Things seem to be changing though, and Microsoft has been recently adding features that look pretty amazing to me, thanks to machine learning.
Ned Potter’s 5 easy ways to create fabulous slides suggests there are 5 different styles in Powerpoint slides. Style 4 and 5, where there is a background image overlaid with text area (either opaque background or transparent) is a style that probably looks the most professional looking but is pretty tiresome to do on powerpoint.
You have to drag in the background picture, resize it to the size of your side. Drag in a text area or shape. Figure out the best position for that as well as the best color background and text color to complement the background and then move it to the foreground.
Doable? Definitely, but quite a few clicks.
What if you could drag just a photo into powerpoint and it could just figure out a couple of reasonable designs and let you pick? This is exactly what powerpoint 2016 can do if you have Office 365.
In the example below, I chose a blank template (it works with some but not all templates), copy and pasted a photo of my library building into the slides and then went to Design -> Design ideas and lo and behold you see the system automatically generate suggested layouts.
Drag one photo into blank template and design ideas appear on the right
Pretty good right? You can also try by adding more than one photo to see what happens and/or change the layout to “Title slide”, “section header” etc.
For additional photos you can also insert using online pictures using Bing (nice touch is by default it shows only creative commons photos), Onedrive , Facebook and surprisingly Flickr.
Auto-generated designs with 2 photos
You can add even more photos, but so far I’ve  only seen designs generated when there are maximum 4 photos.
After dragging in 4 photos into blank slide – this is a nice suggested design 

It’s interesting to note that the competition, Google slides offers a similar feature by using the “Explore” function.

 

Google Slides – “explore” – Automatically creates layouts

The other nice feature that caught my eye in the new powerpoint is a new type of transition called “morph”. Allows you to smoothly add animations by duplicating slides and making slight differences, morphing will smoothing transition to the altered slide.

 

There are many more nice features like new chart visualizations for sunburst, waterfall, box and whisker, combo charts etc but these are just bonuses.

Sway

Tired of normal powerpoint? The next two tools are also from Microsoft. The first is Microsoft Sway

There has been no shortage of apps and services trying to disrupt Powerpoint style of presentations. There are some that try to be radically different like Prezi while most are more like web based versions of Powerpoint with collaboration and easier importing of content from to web services like Youtube, Twitter and other web content sources online to generate web-based presentations. Google sheets of course is the paradigm example.

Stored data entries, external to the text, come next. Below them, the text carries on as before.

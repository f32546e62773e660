//! Logging setup
//!
//! Diagnostics go to stderr so they never mix with report output on stdout.

use tracing_subscriber::EnvFilter;

/// Build the log filter: `RUST_LOG` if set and valid, else `fallback`
pub fn filter(fallback: &str) -> EnvFilter {
    EnvFilter::try_from_default_env()
        .or_else(|_| EnvFilter::try_new(fallback))
        .unwrap_or_else(|_| EnvFilter::new("warn"))
}

/// Install the global subscriber; later calls are ignored
pub fn init(fallback: &str) {
    let _ = tracing_subscriber::fmt()
        .with_env_filter(filter(fallback))
        .with_writer(std::io::stderr)
        .with_target(false)
        .try_init();
}
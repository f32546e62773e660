//! CSV Export functionality
//!
//! Writes a summary report as CSV, one row per period and category total.

use std::io::Write;

use crate::error::{TrackerError, TrackerResult};
use crate::reports::SummaryReport;

/// Export a summary report to CSV
///
/// Columns: `report_id, section, label, total, count`. Period rows come
/// first, then category rows, each in report order.
pub fn export_summary_csv<W: Write>(report: &SummaryReport, writer: W) -> TrackerResult<()> {
    let mut out = csv::Writer::from_writer(writer);

    out.write_record(["report_id", "section", "label", "total", "count"])
        .map_err(export_error)?;

    for period in &report.period_totals {
        let total = period.total.value().to_string();
        let count = period.count.to_string();
        out.write_record([
            report.report_id.as_str(),
            "period",
            period.period.label(),
            total.as_str(),
            count.as_str(),
        ])
        .map_err(export_error)?;
    }

    for entry in &report.category_totals {
        let total = entry.total.value().to_string();
        let count = entry.count.to_string();
        out.write_record([
            report.report_id.as_str(),
            "category",
            entry.category.as_str(),
            total.as_str(),
            count.as_str(),
        ])
        .map_err(export_error)?;
    }

    out.flush()
        .map_err(|e| TrackerError::Export(e.to_string()))?;
    Ok(())
}

fn export_error(e: csv::Error) -> TrackerError {
    TrackerError::Export(e.to_string())
}
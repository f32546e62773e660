//! Storage layer for the expense tracker
//!
//! Provides JSON file storage with atomic writes, automatic directory
//! creation, and recovery from a corrupt backing file.

pub mod expenses;
pub mod file_io;

pub use expenses::{ExpenseStore, StoreSnapshot, StoreStatus};
pub use file_io::{read_json, write_json_atomic};
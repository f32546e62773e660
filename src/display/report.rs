//! Report formatting utilities for terminal output
//!
//! Provides formatting helpers shared by the summary and list views.

/// Format a percentage with appropriate precision
pub fn format_percentage(pct: f64) -> String {
    if pct < 0.1 && pct > 0.0 {
        format!("{:.2}%", pct)
    } else if pct < 10.0 {
        format!("{:.1}%", pct)
    } else {
        format!("{:.0}%", pct)
    }
}

/// Create a simple bar chart representation
pub fn format_bar(value: f64, max_value: f64, width: usize) -> String {
    if max_value <= 0.0 || value <= 0.0 {
        return " ".repeat(width);
    }

    let filled = ((value / max_value) * width as f64).round() as usize;
    let filled = filled.min(width);

    format!("{}{}", "█".repeat(filled), "░".repeat(width - filled))
}

/// Format a separator line
pub fn separator(width: usize) -> String {
    "─".repeat(width)
}

/// Truncate a string to a maximum number of characters with ellipsis
pub fn truncate(s: &str, max_len: usize) -> String {
    if s.chars().count() <= max_len {
        s.to_string()
    } else if max_len <= 3 {
        ".".repeat(max_len)
    } else {
        let head: String = s.chars().take(max_len - 3).collect();
        format!("{}...", head)
    }
}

These days though native Powerpoint has most of these features already so it’s curious Microsoft has experimented with a tool called Microsoft Sway that lies somewhere in-between those two types.

Remix button automatically creates new layouts based on what you have

Microsoft Sway is described as a “digital story telling tool” but is closer to the latter than the former.

In terms of format layout it’s more flexible than traditional power point allowing you to create presentations that scroll horizontally, vertically or  in slideshow mode.  You can search for images, videos or other content via Onedrive, Bing, Flickr, Youtube etc.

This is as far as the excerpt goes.